** PROBLEM STATEMENT **
Determine how many lines in the entries below contain "PlayerId", and output only that number.

★ ★ ★ ★ ★ ★ ★

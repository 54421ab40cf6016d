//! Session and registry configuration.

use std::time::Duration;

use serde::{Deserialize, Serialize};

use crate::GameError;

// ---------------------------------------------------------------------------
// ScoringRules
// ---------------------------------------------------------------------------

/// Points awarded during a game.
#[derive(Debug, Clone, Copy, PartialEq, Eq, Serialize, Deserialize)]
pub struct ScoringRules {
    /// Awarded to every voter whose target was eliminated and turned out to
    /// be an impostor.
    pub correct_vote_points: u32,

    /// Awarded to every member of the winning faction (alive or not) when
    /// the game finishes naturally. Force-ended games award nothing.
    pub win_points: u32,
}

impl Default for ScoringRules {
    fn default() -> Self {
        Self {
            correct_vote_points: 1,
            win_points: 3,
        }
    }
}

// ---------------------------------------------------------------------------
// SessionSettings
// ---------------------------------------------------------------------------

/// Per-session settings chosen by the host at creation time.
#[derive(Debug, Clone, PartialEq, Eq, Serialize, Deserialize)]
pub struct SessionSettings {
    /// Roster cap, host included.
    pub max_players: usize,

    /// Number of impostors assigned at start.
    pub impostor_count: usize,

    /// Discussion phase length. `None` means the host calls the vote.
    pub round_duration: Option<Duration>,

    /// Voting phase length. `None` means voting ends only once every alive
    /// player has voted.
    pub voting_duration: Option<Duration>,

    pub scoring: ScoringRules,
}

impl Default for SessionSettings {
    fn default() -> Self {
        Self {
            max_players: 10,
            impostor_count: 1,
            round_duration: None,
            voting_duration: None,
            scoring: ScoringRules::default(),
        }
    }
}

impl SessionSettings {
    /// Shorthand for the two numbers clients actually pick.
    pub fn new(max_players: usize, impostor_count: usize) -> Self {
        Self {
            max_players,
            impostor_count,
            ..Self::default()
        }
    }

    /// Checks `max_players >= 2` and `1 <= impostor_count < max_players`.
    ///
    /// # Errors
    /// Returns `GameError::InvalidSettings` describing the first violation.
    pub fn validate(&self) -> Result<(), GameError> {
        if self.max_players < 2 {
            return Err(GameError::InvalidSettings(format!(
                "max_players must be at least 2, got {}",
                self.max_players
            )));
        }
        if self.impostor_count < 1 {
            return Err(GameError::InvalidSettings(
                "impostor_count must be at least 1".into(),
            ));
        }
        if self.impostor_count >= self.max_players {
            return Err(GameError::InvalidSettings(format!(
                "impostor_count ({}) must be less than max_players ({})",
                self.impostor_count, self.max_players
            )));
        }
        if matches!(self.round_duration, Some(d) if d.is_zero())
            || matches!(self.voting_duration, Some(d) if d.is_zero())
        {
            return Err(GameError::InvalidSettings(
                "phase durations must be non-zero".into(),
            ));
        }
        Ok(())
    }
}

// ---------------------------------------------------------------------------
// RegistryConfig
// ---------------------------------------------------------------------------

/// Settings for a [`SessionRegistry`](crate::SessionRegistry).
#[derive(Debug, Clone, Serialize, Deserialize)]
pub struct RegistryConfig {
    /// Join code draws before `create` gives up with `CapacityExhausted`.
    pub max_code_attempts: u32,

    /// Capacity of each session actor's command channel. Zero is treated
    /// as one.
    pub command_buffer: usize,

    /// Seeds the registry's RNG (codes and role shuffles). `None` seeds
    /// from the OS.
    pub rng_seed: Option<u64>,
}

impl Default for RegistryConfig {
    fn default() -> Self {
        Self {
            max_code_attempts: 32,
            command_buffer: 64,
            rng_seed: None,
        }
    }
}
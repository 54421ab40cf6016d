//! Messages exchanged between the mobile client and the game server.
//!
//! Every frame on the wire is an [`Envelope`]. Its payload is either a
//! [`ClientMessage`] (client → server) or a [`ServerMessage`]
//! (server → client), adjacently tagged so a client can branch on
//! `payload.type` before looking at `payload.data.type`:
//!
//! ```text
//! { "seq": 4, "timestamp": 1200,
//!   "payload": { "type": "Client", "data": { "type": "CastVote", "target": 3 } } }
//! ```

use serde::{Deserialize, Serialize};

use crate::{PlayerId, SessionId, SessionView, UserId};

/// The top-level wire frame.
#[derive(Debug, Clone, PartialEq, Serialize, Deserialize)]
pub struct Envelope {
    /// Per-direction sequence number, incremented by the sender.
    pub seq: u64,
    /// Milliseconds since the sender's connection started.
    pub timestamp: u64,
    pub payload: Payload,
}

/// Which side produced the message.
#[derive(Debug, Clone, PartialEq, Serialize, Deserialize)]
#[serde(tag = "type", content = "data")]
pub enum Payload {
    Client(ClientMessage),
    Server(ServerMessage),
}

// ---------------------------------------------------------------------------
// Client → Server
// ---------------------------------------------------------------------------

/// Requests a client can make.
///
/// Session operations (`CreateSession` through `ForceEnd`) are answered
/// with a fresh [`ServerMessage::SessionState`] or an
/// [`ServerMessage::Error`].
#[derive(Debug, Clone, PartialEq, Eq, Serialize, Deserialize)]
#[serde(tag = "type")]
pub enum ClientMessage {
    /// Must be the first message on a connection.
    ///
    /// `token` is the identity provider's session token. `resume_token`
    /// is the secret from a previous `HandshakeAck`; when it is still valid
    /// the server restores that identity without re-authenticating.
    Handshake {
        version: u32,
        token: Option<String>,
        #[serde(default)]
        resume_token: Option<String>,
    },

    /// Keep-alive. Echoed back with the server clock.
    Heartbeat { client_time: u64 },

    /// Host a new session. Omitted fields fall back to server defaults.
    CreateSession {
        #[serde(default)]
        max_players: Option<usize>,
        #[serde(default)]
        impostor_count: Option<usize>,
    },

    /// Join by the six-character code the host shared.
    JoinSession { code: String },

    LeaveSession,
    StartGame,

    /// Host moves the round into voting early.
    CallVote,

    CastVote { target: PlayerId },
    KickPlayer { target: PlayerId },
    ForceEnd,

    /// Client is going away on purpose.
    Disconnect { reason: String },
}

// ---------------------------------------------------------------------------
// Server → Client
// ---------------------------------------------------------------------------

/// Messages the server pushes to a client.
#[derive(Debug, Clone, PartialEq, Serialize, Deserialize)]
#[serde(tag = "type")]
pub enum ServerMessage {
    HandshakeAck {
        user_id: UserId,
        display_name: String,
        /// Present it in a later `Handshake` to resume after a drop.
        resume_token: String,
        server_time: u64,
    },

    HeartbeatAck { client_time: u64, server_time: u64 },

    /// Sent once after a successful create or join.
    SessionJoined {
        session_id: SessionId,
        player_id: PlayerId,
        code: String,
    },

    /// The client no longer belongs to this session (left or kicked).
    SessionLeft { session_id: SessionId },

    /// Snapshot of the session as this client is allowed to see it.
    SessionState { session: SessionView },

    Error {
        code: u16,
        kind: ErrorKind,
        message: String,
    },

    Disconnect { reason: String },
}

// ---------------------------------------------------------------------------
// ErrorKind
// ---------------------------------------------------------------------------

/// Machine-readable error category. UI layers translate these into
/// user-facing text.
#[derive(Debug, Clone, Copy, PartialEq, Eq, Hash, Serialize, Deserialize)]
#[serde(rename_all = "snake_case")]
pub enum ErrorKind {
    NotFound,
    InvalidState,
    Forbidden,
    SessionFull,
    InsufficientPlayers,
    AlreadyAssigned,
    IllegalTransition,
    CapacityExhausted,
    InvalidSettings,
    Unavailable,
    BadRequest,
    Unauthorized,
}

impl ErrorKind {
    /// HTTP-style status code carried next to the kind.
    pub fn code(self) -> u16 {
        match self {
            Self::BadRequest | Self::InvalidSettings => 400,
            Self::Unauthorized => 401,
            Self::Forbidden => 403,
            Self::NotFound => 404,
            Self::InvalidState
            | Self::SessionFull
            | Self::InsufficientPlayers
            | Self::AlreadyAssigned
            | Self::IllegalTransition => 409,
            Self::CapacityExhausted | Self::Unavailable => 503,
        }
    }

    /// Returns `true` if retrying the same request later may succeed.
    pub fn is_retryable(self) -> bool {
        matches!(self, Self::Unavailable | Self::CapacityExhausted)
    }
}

★ ★ ★ ★ ★ ★ ★

** ANSWER BOX **
4